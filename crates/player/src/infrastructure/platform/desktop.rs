//! Desktop platform implementations
//!
//! Provides platform-specific implementations for desktop using the
//! standard library and native crates.

use std::collections::HashMap;
use std::fs;
use std::path::{Path, PathBuf};
use std::sync::{Arc, RwLock};
use std::time::{SystemTime, UNIX_EPOCH};

use directories::ProjectDirs;

use crate::ports::outbound::{StorageError, StorageProvider, TimeProvider};
use crate::state::Platform;

/// Wall-clock time provider using std::time
#[derive(Clone, Default)]
pub struct SystemTimeProvider;

impl TimeProvider for SystemTimeProvider {
    fn now_millis(&self) -> u64 {
        SystemTime::now()
            .duration_since(UNIX_EPOCH)
            .map(|d| d.as_millis() as u64)
            .unwrap_or(0)
    }
}

/// Desktop storage provider with file-based persistence
///
/// Stores key-value pairs in a JSON file at:
/// - Linux: ~/.config/player/storage.json
/// - macOS: ~/Library/Application Support/io.topup.player/storage.json
/// - Windows: C:\Users\<User>\AppData\Roaming\topup\player\config\storage.json
#[derive(Clone)]
pub struct DesktopStorageProvider {
    /// Path to the storage file
    storage_path: PathBuf,
    /// In-memory cache of stored values
    cache: Arc<RwLock<HashMap<String, String>>>,
}

impl Default for DesktopStorageProvider {
    fn default() -> Self {
        Self::new()
    }
}

impl DesktopStorageProvider {
    /// Storage in the platform config directory.
    pub fn new() -> Self {
        let storage_path = if let Some(dirs) = ProjectDirs::from("io", "topup", "player") {
            dirs.config_dir().join("storage.json")
        } else {
            // Fallback to current directory if project dirs unavailable
            PathBuf::from("topup_storage.json")
        };
        Self::with_path(storage_path)
    }

    /// Storage in an explicit file. An unreadable or corrupt file starts empty.
    pub fn with_path(storage_path: impl Into<PathBuf>) -> Self {
        let storage_path = storage_path.into();
        let cache = load_file(&storage_path);

        tracing::debug!(path = %storage_path.display(), entries = cache.len(), "Desktop storage initialized");

        Self {
            storage_path,
            cache: Arc::new(RwLock::new(cache)),
        }
    }

    pub fn path(&self) -> &Path {
        &self.storage_path
    }

    /// Puts back the cached entry a failed write replaced, so the cache keeps
    /// matching the file.
    fn restore(&self, key: &str, previous: Option<String>) {
        let Ok(mut guard) = self.cache.write() else {
            return;
        };
        match previous {
            Some(value) => guard.insert(key.to_string(), value),
            None => guard.remove(key),
        };
    }

    /// Persist the cache to disk
    fn persist(&self) -> Result<(), StorageError> {
        let io_error = |source| StorageError::Io {
            path: self.storage_path.display().to_string(),
            source,
        };

        if let Some(parent) = self.storage_path.parent() {
            if !parent.as_os_str().is_empty() {
                fs::create_dir_all(parent).map_err(io_error)?;
            }
        }

        let data = {
            let cache = self.cache.read().map_err(|_| StorageError::LockPoisoned)?;
            serde_json::to_string_pretty(&*cache)?
        };

        fs::write(&self.storage_path, data).map_err(io_error)
    }
}

fn load_file(path: &Path) -> HashMap<String, String> {
    if !path.exists() {
        return HashMap::new();
    }
    match fs::read_to_string(path) {
        Ok(data) => match serde_json::from_str::<HashMap<String, String>>(&data) {
            Ok(map) => map,
            Err(e) => {
                tracing::warn!(path = %path.display(), error = %e, "Failed to parse storage file");
                HashMap::new()
            }
        },
        Err(e) => {
            tracing::warn!(path = %path.display(), error = %e, "Failed to read storage file");
            HashMap::new()
        }
    }
}

impl StorageProvider for DesktopStorageProvider {
    fn save(&self, key: &str, value: &str) -> Result<(), StorageError> {
        let previous = {
            let mut guard = self.cache.write().map_err(|_| StorageError::LockPoisoned)?;
            guard.insert(key.to_string(), value.to_string())
        }; // Release lock before I/O
        self.persist().inspect_err(|_| self.restore(key, previous))
    }

    fn load(&self, key: &str) -> Option<String> {
        match self.cache.read() {
            Ok(guard) => guard.get(key).cloned(),
            Err(e) => {
                tracing::error!(error = %e, "Failed to acquire read lock for storage");
                None
            }
        }
    }

    fn remove(&self, key: &str) -> Result<(), StorageError> {
        let removed = {
            let mut guard = self.cache.write().map_err(|_| StorageError::LockPoisoned)?;
            guard.remove(key)
        };
        match removed {
            Some(previous) => self
                .persist()
                .inspect_err(|_| self.restore(key, Some(previous))),
            None => Ok(()),
        }
    }
}

/// Create platform services for desktop
pub fn create_platform(storage_path: Option<PathBuf>) -> Platform {
    let storage = match storage_path {
        Some(path) => DesktopStorageProvider::with_path(path),
        None => DesktopStorageProvider::new(),
    };
    Platform::new(SystemTimeProvider, storage)
}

EXERCISE = Give the data again in full, keeping every line as it was.

EXERCISE ANSWER =
filename crates/player/src/infrastructure/platform/desktop.rs
//! Desktop platform implementations
//!
//! Provides platform-specific implementations for desktop using the
//! standard library and native crates.

use std::collections::HashMap;
use std::fs;
use std::path::{Path, PathBuf};
use std::sync::{Arc, RwLock};
use std::time::{SystemTime, UNIX_EPOCH};

use directories::ProjectDirs;

use crate::ports::outbound::{StorageError, StorageProvider, TimeProvider};
use crate::state::Platform;

/// Wall-clock time provider using std::time
#[derive(Clone, Default)]
pub struct SystemTimeProvider;

impl TimeProvider for SystemTimeProvider {
    fn now_millis(&self) -> u64 {
        SystemTime::now()
            .duration_since(UNIX_EPOCH)
            .map(|d| d.as_millis() as u64)
            .unwrap_or(0)
    }
}

/// Desktop storage provider with file-based persistence
///
/// Stores key-value pairs in a JSON file at:
/// - Linux: ~/.config/player/storage.json
/// - macOS: ~/Library/Application Support/io.topup.player/storage.json
/// - Windows: C:\Users\<User>\AppData\Roaming\topup\player\config\storage.json
#[derive(Clone)]
pub struct DesktopStorageProvider {
    /// Path to the storage file
    storage_path: PathBuf,
    /// In-memory cache of stored values
    cache: Arc<RwLock<HashMap<String, String>>>,
}

impl Default for DesktopStorageProvider {
    fn default() -> Self {
        Self::new()
    }
}

impl DesktopStorageProvider {
    /// Storage in the platform config directory.
    pub fn new() -> Self {
        let storage_path = if let Some(dirs) = ProjectDirs::from("io", "topup", "player") {
            dirs.config_dir().join("storage.json")
        } else {
            // Fallback to current directory if project dirs unavailable
            PathBuf::from("topup_storage.json")
        };
        Self::with_path(storage_path)
    }

    /// Storage in an explicit file. An unreadable or corrupt file starts empty.
    pub fn with_path(storage_path: impl Into<PathBuf>) -> Self {
        let storage_path = storage_path.into();
        let cache = load_file(&storage_path);

        tracing::debug!(path = %storage_path.display(), entries = cache.len(), "Desktop storage initialized");

        Self {
            storage_path,
            cache: Arc::new(RwLock::new(cache)),
        }
    }

    pub fn path(&self) -> &Path {
        &self.storage_path
    }

    /// Puts back the cached entry a failed write replaced, so the cache keeps
    /// matching the file.
    fn restore(&self, key: &str, previous: Option<String>) {
        let Ok(mut guard) = self.cache.write() else {
            return;
        };
        match previous {
            Some(value) => guard.insert(key.to_string(), value),
            None => guard.remove(key),
        };
    }

    /// Persist the cache to disk
    fn persist(&self) -> Result<(), StorageError> {
        let io_error = |source| StorageError::Io {
            path: self.storage_path.display().to_string(),
            source,
        };

        if let Some(parent) = self.storage_path.parent() {
            if !parent.as_os_str().is_empty() {
                fs::create_dir_all(parent).map_err(io_error)?;
            }
        }

        let data = {
            let cache = self.cache.read().map_err(|_| StorageError::LockPoisoned)?;
            serde_json::to_string_pretty(&*cache)?
        };

        fs::write(&self.storage_path, data).map_err(io_error)
    }
}

fn load_file(path: &Path) -> HashMap<String, String> {
    if !path.exists() {
        return HashMap::new();
    }
    match fs::read_to_string(path) {
        Ok(data) => match serde_json::from_str::<HashMap<String, String>>(&data) {
            Ok(map) => map,
            Err(e) => {
                tracing::warn!(path = %path.display(), error = %e, "Failed to parse storage file");
                HashMap::new()
            }
        },
        Err(e) => {
            tracing::warn!(path = %path.display(), error = %e, "Failed to read storage file");
            HashMap::new()
        }
    }
}

impl StorageProvider for DesktopStorageProvider {
    fn save(&self, key: &str, value: &str) -> Result<(), StorageError> {
        let previous = {
            let mut guard = self.cache.write().map_err(|_| StorageError::LockPoisoned)?;
            guard.insert(key.to_string(), value.to_string())
        }; // Release lock before I/O
        self.persist().inspect_err(|_| self.restore(key, previous))
    }

    fn load(&self, key: &str) -> Option<String> {
        match self.cache.read() {
            Ok(guard) => guard.get(key).cloned(),
            Err(e) => {
                tracing::error!(error = %e, "Failed to acquire read lock for storage");
                None
            }
        }
    }

    fn remove(&self, key: &str) -> Result<(), StorageError> {
        let removed = {
            let mut guard = self.cache.write().map_err(|_| StorageError::LockPoisoned)?;
            guard.remove(key)
        };
        match removed {
            Some(previous) => self
                .persist()
                .inspect_err(|_| self.restore(key, Some(previous))),
            None => Ok(()),
        }
    }
}

/// Create platform services for desktop
pub fn create_platform(storage_path: Option<PathBuf>) -> Platform {
    let storage = match storage_path {
        Some(path) => DesktopStorageProvider::with_path(path),
        None => DesktopStorageProvider::new(),
    };
    Platform::new(SystemTimeProvider, storage)
}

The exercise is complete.